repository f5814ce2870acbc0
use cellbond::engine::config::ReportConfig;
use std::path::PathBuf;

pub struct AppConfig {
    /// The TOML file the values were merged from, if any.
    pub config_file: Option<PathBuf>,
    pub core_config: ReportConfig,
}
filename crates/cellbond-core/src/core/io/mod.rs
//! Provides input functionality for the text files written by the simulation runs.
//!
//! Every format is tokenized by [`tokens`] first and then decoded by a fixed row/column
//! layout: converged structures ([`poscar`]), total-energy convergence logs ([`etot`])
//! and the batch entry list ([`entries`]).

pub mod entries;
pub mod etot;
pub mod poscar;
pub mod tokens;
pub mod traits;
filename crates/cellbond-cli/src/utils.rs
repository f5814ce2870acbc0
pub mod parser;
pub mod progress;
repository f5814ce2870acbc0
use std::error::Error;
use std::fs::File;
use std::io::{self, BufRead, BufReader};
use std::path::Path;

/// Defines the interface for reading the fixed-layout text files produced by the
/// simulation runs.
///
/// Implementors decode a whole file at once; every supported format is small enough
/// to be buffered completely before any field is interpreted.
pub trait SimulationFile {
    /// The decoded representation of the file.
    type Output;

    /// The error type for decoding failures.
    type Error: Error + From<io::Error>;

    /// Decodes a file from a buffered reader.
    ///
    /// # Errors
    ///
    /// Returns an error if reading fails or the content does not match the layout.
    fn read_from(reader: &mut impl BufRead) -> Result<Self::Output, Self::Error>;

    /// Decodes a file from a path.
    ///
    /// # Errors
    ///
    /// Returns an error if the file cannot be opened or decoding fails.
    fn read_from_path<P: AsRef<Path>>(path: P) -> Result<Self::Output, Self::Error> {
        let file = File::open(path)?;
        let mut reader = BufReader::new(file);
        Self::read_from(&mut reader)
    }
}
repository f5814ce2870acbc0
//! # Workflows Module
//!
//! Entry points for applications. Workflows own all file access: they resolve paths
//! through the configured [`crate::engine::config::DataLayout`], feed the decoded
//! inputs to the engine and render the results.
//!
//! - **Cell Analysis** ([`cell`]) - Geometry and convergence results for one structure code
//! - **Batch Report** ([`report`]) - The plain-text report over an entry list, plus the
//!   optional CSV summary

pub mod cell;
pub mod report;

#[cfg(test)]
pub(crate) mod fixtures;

* * *

→ Exercise objective
Could you output every entry above exactly as it stands?

→ Exercise answer
repository f5814ce2870acbc0
use cellbond::engine::config::ReportConfig;
use std::path::PathBuf;

pub struct AppConfig {
    /// The TOML file the values were merged from, if any.
    pub config_file: Option<PathBuf>,
    pub core_config: ReportConfig,
}
filename crates/cellbond-core/src/core/io/mod.rs
//! Provides input functionality for the text files written by the simulation runs.
//!
//! Every format is tokenized by [`tokens`] first and then decoded by a fixed row/column
//! layout: converged structures ([`poscar`]), total-energy convergence logs ([`etot`])
//! and the batch entry list ([`entries`]).

pub mod entries;
pub mod etot;
pub mod poscar;
pub mod tokens;
pub mod traits;
filename crates/cellbond-cli/src/utils.rs
repository f5814ce2870acbc0
pub mod parser;
pub mod progress;
repository f5814ce2870acbc0
use std::error::Error;
use std::fs::File;
use std::io::{self, BufRead, BufReader};
use std::path::Path;

/// Defines the interface for reading the fixed-layout text files produced by the
/// simulation runs.
///
/// Implementors decode a whole file at once; every supported format is small enough
/// to be buffered completely before any field is interpreted.
pub trait SimulationFile {
    /// The decoded representation of the file.
    type Output;

    /// The error type for decoding failures.
    type Error: Error + From<io::Error>;

    /// Decodes a file from a buffered reader.
    ///
    /// # Errors
    ///
    /// Returns an error if reading fails or the content does not match the layout.
    fn read_from(reader: &mut impl BufRead) -> Result<Self::Output, Self::Error>;

    /// Decodes a file from a path.
    ///
    /// # Errors
    ///
    /// Returns an error if the file cannot be opened or decoding fails.
    fn read_from_path<P: AsRef<Path>>(path: P) -> Result<Self::Output, Self::Error> {
        let file = File::open(path)?;
        let mut reader = BufReader::new(file);
        Self::read_from(&mut reader)
    }
}
repository f5814ce2870acbc0
//! # Workflows Module
//!
//! Entry points for applications. Workflows own all file access: they resolve paths
//! through the configured [`crate::engine::config::DataLayout`], feed the decoded
//! inputs to the engine and render the results.
//!
//! - **Cell Analysis** ([`cell`]) - Geometry and convergence results for one structure code
//! - **Batch Report** ([`report`]) - The plain-text report over an entry list, plus the
//!   optional CSV summary

pub mod cell;
pub mod report;

#[cfg(test)]
pub(crate) mod fixtures;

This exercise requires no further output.